* _Exercise description_
The line containing "pub const TOTAL_NAME: &str" marks the end: restate word for word every line from the first line of the entries below through that one.

*** Extracted material Section Begins ***

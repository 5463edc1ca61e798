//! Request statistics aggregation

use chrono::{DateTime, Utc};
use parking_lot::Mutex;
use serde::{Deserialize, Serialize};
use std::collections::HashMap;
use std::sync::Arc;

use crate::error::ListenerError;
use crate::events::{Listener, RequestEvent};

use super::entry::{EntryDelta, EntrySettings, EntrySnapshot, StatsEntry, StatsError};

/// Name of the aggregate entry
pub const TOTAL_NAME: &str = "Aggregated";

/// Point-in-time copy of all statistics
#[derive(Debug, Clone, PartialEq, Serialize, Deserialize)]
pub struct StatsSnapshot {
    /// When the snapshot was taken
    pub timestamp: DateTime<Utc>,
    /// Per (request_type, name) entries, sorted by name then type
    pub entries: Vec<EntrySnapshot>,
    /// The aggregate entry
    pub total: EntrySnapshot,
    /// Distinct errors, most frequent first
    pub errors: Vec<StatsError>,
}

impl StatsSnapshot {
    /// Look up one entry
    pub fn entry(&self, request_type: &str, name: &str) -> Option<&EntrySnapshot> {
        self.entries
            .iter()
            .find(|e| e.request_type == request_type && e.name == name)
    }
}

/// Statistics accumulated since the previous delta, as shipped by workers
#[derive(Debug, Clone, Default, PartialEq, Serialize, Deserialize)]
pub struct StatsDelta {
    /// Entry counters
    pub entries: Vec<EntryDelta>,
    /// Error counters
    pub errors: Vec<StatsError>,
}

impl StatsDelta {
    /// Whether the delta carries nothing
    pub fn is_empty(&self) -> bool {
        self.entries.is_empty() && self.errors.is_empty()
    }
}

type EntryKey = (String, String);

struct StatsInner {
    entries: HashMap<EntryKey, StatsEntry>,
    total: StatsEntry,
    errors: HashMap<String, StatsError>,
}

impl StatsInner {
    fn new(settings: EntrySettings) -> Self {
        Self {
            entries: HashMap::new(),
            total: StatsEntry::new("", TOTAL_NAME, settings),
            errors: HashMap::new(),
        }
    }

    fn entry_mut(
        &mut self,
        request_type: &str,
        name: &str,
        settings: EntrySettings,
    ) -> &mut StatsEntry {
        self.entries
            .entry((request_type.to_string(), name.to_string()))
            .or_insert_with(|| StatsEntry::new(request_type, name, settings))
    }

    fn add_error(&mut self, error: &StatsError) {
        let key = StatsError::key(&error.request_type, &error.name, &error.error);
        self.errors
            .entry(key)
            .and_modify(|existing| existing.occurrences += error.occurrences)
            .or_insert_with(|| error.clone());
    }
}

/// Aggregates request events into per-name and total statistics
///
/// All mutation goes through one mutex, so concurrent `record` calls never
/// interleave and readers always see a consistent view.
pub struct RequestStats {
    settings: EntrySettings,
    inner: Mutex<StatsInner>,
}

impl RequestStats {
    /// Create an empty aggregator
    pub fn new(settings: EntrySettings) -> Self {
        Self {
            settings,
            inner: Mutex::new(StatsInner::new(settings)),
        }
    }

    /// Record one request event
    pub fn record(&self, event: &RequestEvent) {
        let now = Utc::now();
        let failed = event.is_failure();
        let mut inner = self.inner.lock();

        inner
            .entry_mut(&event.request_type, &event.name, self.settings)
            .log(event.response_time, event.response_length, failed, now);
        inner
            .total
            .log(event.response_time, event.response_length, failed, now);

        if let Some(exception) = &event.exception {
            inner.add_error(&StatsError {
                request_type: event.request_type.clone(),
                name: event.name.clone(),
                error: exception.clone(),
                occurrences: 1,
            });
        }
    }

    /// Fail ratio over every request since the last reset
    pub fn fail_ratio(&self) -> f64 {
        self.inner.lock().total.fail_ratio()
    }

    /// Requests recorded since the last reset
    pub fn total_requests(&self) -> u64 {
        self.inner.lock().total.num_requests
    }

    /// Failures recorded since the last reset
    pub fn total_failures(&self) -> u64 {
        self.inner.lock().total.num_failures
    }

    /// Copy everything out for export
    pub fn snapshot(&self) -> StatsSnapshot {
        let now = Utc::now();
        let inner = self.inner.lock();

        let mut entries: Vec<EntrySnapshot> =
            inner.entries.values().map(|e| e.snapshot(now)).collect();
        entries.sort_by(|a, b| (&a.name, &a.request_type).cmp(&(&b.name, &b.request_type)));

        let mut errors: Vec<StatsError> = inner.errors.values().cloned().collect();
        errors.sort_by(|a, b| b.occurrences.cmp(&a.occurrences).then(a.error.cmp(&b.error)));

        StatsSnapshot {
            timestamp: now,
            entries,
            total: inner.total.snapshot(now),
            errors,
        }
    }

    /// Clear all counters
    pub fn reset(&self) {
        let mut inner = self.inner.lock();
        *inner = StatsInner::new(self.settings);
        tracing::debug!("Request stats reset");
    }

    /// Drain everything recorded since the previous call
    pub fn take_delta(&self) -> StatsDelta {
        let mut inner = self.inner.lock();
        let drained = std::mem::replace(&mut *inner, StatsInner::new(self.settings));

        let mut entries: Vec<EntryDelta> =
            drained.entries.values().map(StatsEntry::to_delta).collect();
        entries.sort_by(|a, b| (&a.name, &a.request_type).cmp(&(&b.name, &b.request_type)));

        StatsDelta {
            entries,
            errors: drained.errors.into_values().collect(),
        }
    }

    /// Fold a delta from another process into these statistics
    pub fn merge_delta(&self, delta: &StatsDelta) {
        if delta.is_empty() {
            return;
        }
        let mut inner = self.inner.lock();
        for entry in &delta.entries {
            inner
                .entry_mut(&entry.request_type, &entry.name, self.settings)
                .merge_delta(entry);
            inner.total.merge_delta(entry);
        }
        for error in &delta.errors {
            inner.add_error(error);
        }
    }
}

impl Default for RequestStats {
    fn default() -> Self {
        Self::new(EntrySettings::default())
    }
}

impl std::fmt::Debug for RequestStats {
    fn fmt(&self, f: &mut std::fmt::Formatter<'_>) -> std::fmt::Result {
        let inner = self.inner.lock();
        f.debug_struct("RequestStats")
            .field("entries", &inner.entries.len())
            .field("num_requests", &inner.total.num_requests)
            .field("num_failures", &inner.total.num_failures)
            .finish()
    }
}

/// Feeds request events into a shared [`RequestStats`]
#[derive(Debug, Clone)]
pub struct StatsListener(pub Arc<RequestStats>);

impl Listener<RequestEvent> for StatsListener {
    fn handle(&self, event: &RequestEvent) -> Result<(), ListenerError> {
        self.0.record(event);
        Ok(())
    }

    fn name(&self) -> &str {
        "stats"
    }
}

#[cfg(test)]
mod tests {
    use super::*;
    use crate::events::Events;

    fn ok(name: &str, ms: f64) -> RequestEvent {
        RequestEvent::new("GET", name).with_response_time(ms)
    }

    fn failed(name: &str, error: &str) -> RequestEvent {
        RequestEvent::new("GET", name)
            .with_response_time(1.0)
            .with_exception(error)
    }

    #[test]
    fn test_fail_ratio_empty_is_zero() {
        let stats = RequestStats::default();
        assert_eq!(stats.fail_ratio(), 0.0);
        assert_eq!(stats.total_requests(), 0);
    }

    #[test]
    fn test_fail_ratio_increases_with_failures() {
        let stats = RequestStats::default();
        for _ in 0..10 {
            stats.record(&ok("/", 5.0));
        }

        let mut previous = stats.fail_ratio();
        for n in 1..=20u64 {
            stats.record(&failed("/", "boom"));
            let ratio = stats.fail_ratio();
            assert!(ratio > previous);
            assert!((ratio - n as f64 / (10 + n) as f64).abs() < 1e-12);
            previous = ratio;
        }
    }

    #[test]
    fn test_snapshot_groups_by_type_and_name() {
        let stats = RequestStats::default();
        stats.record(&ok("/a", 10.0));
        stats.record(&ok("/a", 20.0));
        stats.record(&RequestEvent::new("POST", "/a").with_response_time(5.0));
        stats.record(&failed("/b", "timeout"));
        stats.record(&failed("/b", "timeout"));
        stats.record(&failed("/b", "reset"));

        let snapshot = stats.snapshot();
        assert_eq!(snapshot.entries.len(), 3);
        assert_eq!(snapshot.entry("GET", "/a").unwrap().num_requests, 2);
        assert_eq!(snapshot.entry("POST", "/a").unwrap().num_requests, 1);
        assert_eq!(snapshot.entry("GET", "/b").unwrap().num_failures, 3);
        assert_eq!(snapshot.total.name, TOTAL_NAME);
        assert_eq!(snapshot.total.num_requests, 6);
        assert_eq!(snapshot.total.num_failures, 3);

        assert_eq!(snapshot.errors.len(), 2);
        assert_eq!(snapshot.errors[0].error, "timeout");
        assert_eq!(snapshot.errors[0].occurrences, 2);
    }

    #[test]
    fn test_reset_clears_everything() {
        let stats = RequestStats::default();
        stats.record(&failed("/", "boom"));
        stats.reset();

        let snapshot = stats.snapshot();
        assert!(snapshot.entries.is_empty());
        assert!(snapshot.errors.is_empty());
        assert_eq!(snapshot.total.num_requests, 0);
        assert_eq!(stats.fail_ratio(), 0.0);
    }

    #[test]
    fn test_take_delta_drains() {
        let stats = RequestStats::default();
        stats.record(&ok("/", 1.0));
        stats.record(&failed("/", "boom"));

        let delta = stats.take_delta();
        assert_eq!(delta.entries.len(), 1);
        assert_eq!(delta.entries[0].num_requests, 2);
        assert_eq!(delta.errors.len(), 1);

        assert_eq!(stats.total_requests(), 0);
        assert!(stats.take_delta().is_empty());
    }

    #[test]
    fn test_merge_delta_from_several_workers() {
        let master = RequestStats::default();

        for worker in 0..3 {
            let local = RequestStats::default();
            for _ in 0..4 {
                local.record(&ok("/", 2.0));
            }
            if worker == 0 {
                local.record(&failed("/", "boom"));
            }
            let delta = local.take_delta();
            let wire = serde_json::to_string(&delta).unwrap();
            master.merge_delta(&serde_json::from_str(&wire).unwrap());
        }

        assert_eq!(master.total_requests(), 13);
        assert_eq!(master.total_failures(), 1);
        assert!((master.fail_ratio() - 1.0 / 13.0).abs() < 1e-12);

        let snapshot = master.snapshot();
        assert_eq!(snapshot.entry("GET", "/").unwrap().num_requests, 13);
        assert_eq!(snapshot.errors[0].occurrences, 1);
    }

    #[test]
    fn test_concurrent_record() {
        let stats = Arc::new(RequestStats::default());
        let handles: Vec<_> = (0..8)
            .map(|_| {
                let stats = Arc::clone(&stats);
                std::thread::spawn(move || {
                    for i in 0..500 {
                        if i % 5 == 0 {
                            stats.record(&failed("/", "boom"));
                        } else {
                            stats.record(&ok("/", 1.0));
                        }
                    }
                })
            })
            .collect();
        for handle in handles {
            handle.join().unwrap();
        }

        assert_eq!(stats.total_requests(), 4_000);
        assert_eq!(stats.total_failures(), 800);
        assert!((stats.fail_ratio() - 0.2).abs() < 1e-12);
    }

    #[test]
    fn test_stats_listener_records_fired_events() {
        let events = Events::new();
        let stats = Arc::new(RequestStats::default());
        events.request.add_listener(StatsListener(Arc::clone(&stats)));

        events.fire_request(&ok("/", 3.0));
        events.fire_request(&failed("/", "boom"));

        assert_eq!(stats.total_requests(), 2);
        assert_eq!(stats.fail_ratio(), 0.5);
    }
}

*** Extracted material Section Ends ***

* _Solution to this task_
repository 5463edc1ca61e798
//! Request statistics aggregation

use chrono::{DateTime, Utc};
use parking_lot::Mutex;
use serde::{Deserialize, Serialize};
use std::collections::HashMap;
use std::sync::Arc;

use crate::error::ListenerError;
use crate::events::{Listener, RequestEvent};

use super::entry::{EntryDelta, EntrySettings, EntrySnapshot, StatsEntry, StatsError};

/// Name of the aggregate entry
pub const TOTAL_NAME: &str = "Aggregated";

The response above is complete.